— Brief —
The entries below should be transcribed exactly, every one of them.

(Working data)

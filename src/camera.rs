//! Render camera kept in sync with the video frame dimensions.
//!
//! The capture device's true resolution is only known once the first frame
//! arrives, and it may change when the stream restarts. Every time the
//! reported dimensions change the perspective camera is rebuilt: aspect
//! follows the frame, and portrait frames get a wider field of view so the
//! anchored asset stays in frame.

use crate::{
    config::CameraConfig,
    constants::{DIMENSION_EPSILON, PORTRAIT_ASPECT_THRESHOLD},
};
use log::{debug, info};
use nalgebra::{Isometry3, Matrix4, Perspective3};

/// Pixel dimensions of the active video frame
#[derive(Debug, Clone, Copy, PartialEq)]
pub struct Viewport {
    width: f64,
    height: f64,
}

impl Viewport {
    /// Returns `None` unless both dimensions are finite and positive and
    /// their ratio is a usable, nonzero `f32` aspect
    #[must_use]
    #[allow(clippy::cast_possible_truncation)] // Checked for overflow below
    pub fn new(width: f64, height: f64) -> Option<Self> {
        if !(width.is_finite() && height.is_finite() && width > 0.0 && height > 0.0) {
            return None;
        }
        let aspect = (width / height) as f32;
        if aspect.is_finite() && aspect > f32::EPSILON {
            Some(Self { width, height })
        } else {
            None
        }
    }

    #[must_use]
    pub fn width(&self) -> f64 {
        self.width
    }

    #[must_use]
    pub fn height(&self) -> f64 {
        self.height
    }

    #[must_use]
    #[allow(clippy::cast_possible_truncation)] // Aspect ratios are small
    pub fn aspect(&self) -> f32 {
        (self.width / self.height) as f32
    }

    /// True when both dimensions match within floating tolerance
    #[must_use]
    pub fn same_size(&self, other: &Viewport) -> bool {
        (self.width - other.width).abs() < DIMENSION_EPSILON && (self.height - other.height).abs() < DIMENSION_EPSILON
    }
}

/// Frame orientation, decided by aspect ratio
#[derive(Debug, Clone, Copy, PartialEq, Eq)]
pub enum Orientation {
    /// Aspect ratio >= 1
    Landscape,
    /// Aspect ratio < 1
    Portrait,
}

impl Orientation {
    #[must_use]
    pub fn from_aspect(aspect: f32) -> Self {
        if aspect < PORTRAIT_ASPECT_THRESHOLD {
            Self::Portrait
        } else {
            Self::Landscape
        }
    }
}

/// Perspective camera definition for one viewport
#[derive(Debug, Clone, Copy, PartialEq)]
pub struct CameraState {
    /// Vertical field of view in degrees
    pub fov_deg: f32,
    /// Width over height
    pub aspect: f32,
    /// Near clip plane
    pub near: f32,
    /// Far clip plane
    pub far: f32,
    /// Camera-to-world transform
    pub world: Isometry3<f32>,
    /// Viewport the camera was built for
    pub viewport: Viewport,
}

impl CameraState {
    #[must_use]
    pub fn orientation(&self) -> Orientation {
        Orientation::from_aspect(self.aspect)
    }

    /// Camera-to-world transform as a homogeneous matrix
    #[must_use]
    pub fn world_matrix(&self) -> Matrix4<f32> {
        self.world.to_homogeneous()
    }

    #[must_use]
    pub fn projection(&self) -> Perspective3<f32> {
        Perspective3::new(self.aspect, self.fov_deg.to_radians(), self.near, self.far)
    }

    /// Combined projection and view matrix
    #[must_use]
    pub fn view_projection(&self) -> Matrix4<f32> {
        self.projection().to_homogeneous() * self.world.inverse().to_homogeneous()
    }
}

/// Result of reporting viewport dimensions
#[derive(Debug, Clone, Copy, PartialEq, Eq)]
pub enum ViewportUpdate {
    /// First camera built for this session
    Configured,
    /// Dimensions changed and the camera was rebuilt
    Reconfigured,
    /// Dimensions match the current camera
    Unchanged,
    /// Non-finite or non-positive dimensions, camera kept as it was
    Ignored,
}

impl ViewportUpdate {
    /// True when the camera was (re)built and the surface needs resizing
    #[must_use]
    pub fn is_rebuilt(self) -> bool {
        matches!(self, Self::Configured | Self::Reconfigured)
    }
}

/// Rebuilds the camera whenever the viewport changes
#[derive(Debug)]
pub struct ViewportCameraSync {
    config: CameraConfig,
    camera: Option<CameraState>,
}

impl ViewportCameraSync {
    #[must_use]
    pub fn new(config: CameraConfig) -> Self {
        Self { config, camera: None }
    }

    /// Camera definition for the given viewport under this policy
    #[must_use]
    pub fn camera_for(&self, viewport: Viewport) -> CameraState {
        let aspect = viewport.aspect();
        let fov_deg = match Orientation::from_aspect(aspect) {
            Orientation::Portrait => self.config.portrait_fov_deg,
            Orientation::Landscape => self.config.landscape_fov_deg,
        };
        let [x, y, z] = self.config.position;

        CameraState {
            fov_deg,
            aspect,
            near: self.config.near,
            far: self.config.far,
            world: Isometry3::translation(x, y, z),
            viewport,
        }
    }

    /// Report viewport dimensions, rebuilding the camera if they changed
    pub fn configure(&mut self, width: f64, height: f64) -> ViewportUpdate {
        let Some(viewport) = Viewport::new(width, height) else {
            debug!("Ignoring degenerate viewport {}x{}", width, height);
            return ViewportUpdate::Ignored;
        };

        let update = match &self.camera {
            Some(current) if current.viewport.same_size(&viewport) => return ViewportUpdate::Unchanged,
            Some(_) => ViewportUpdate::Reconfigured,
            None => ViewportUpdate::Configured,
        };

        let camera = self.camera_for(viewport);
        info!(
            "Camera {:?}: {}x{}, aspect {:.4}, fov {}°",
            update, width, height, camera.aspect, camera.fov_deg
        );
        self.camera = Some(camera);
        update
    }

    #[must_use]
    pub fn camera(&self) -> Option<&CameraState> {
        self.camera.as_ref()
    }

    /// Drop the camera; the next viewport report configures a fresh one
    pub fn reset(&mut self) {
        self.camera = None;
    }
}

(End Working data)

— Solved exercise —
filename src/camera.rs
//! Render camera kept in sync with the video frame dimensions.
//!
//! The capture device's true resolution is only known once the first frame
//! arrives, and it may change when the stream restarts. Every time the
//! reported dimensions change the perspective camera is rebuilt: aspect
//! follows the frame, and portrait frames get a wider field of view so the
//! anchored asset stays in frame.

use crate::{
    config::CameraConfig,
    constants::{DIMENSION_EPSILON, PORTRAIT_ASPECT_THRESHOLD},
};
use log::{debug, info};
use nalgebra::{Isometry3, Matrix4, Perspective3};

/// Pixel dimensions of the active video frame
#[derive(Debug, Clone, Copy, PartialEq)]
pub struct Viewport {
    width: f64,
    height: f64,
}

impl Viewport {
    /// Returns `None` unless both dimensions are finite and positive and
    /// their ratio is a usable, nonzero `f32` aspect
    #[must_use]
    #[allow(clippy::cast_possible_truncation)] // Checked for overflow below
    pub fn new(width: f64, height: f64) -> Option<Self> {
        if !(width.is_finite() && height.is_finite() && width > 0.0 && height > 0.0) {
            return None;
        }
        let aspect = (width / height) as f32;
        if aspect.is_finite() && aspect > f32::EPSILON {
            Some(Self { width, height })
        } else {
            None
        }
    }

    #[must_use]
    pub fn width(&self) -> f64 {
        self.width
    }

    #[must_use]
    pub fn height(&self) -> f64 {
        self.height
    }

    #[must_use]
    #[allow(clippy::cast_possible_truncation)] // Aspect ratios are small
    pub fn aspect(&self) -> f32 {
        (self.width / self.height) as f32
    }

    /// True when both dimensions match within floating tolerance
    #[must_use]
    pub fn same_size(&self, other: &Viewport) -> bool {
        (self.width - other.width).abs() < DIMENSION_EPSILON && (self.height - other.height).abs() < DIMENSION_EPSILON
    }
}

/// Frame orientation, decided by aspect ratio
#[derive(Debug, Clone, Copy, PartialEq, Eq)]
pub enum Orientation {
    /// Aspect ratio >= 1
    Landscape,
    /// Aspect ratio < 1
    Portrait,
}

impl Orientation {
    #[must_use]
    pub fn from_aspect(aspect: f32) -> Self {
        if aspect < PORTRAIT_ASPECT_THRESHOLD {
            Self::Portrait
        } else {
            Self::Landscape
        }
    }
}

/// Perspective camera definition for one viewport
#[derive(Debug, Clone, Copy, PartialEq)]
pub struct CameraState {
    /// Vertical field of view in degrees
    pub fov_deg: f32,
    /// Width over height
    pub aspect: f32,
    /// Near clip plane
    pub near: f32,
    /// Far clip plane
    pub far: f32,
    /// Camera-to-world transform
    pub world: Isometry3<f32>,
    /// Viewport the camera was built for
    pub viewport: Viewport,
}

impl CameraState {
    #[must_use]
    pub fn orientation(&self) -> Orientation {
        Orientation::from_aspect(self.aspect)
    }

    /// Camera-to-world transform as a homogeneous matrix
    #[must_use]
    pub fn world_matrix(&self) -> Matrix4<f32> {
        self.world.to_homogeneous()
    }

    #[must_use]
    pub fn projection(&self) -> Perspective3<f32> {
        Perspective3::new(self.aspect, self.fov_deg.to_radians(), self.near, self.far)
    }

    /// Combined projection and view matrix
    #[must_use]
    pub fn view_projection(&self) -> Matrix4<f32> {
        self.projection().to_homogeneous() * self.world.inverse().to_homogeneous()
    }
}

/// Result of reporting viewport dimensions
#[derive(Debug, Clone, Copy, PartialEq, Eq)]
pub enum ViewportUpdate {
    /// First camera built for this session
    Configured,
    /// Dimensions changed and the camera was rebuilt
    Reconfigured,
    /// Dimensions match the current camera
    Unchanged,
    /// Non-finite or non-positive dimensions, camera kept as it was
    Ignored,
}

impl ViewportUpdate {
    /// True when the camera was (re)built and the surface needs resizing
    #[must_use]
    pub fn is_rebuilt(self) -> bool {
        matches!(self, Self::Configured | Self::Reconfigured)
    }
}

/// Rebuilds the camera whenever the viewport changes
#[derive(Debug)]
pub struct ViewportCameraSync {
    config: CameraConfig,
    camera: Option<CameraState>,
}

impl ViewportCameraSync {
    #[must_use]
    pub fn new(config: CameraConfig) -> Self {
        Self { config, camera: None }
    }

    /// Camera definition for the given viewport under this policy
    #[must_use]
    pub fn camera_for(&self, viewport: Viewport) -> CameraState {
        let aspect = viewport.aspect();
        let fov_deg = match Orientation::from_aspect(aspect) {
            Orientation::Portrait => self.config.portrait_fov_deg,
            Orientation::Landscape => self.config.landscape_fov_deg,
        };
        let [x, y, z] = self.config.position;

        CameraState {
            fov_deg,
            aspect,
            near: self.config.near,
            far: self.config.far,
            world: Isometry3::translation(x, y, z),
            viewport,
        }
    }

    /// Report viewport dimensions, rebuilding the camera if they changed
    pub fn configure(&mut self, width: f64, height: f64) -> ViewportUpdate {
        let Some(viewport) = Viewport::new(width, height) else {
            debug!("Ignoring degenerate viewport {}x{}", width, height);
            return ViewportUpdate::Ignored;
        };

        let update = match &self.camera {
            Some(current) if current.viewport.same_size(&viewport) => return ViewportUpdate::Unchanged,
            Some(_) => ViewportUpdate::Reconfigured,
            None => ViewportUpdate::Configured,
        };

        let camera = self.camera_for(viewport);
        info!(
            "Camera {:?}: {}x{}, aspect {:.4}, fov {}°",
            update, width, height, camera.aspect, camera.fov_deg
        );
        self.camera = Some(camera);
        update
    }

    #[must_use]
    pub fn camera(&self) -> Option<&CameraState> {
        self.camera.as_ref()
    }

    /// Drop the camera; the next viewport report configures a fresh one
    pub fn reset(&mut self) {
        self.camera = None;
    }
}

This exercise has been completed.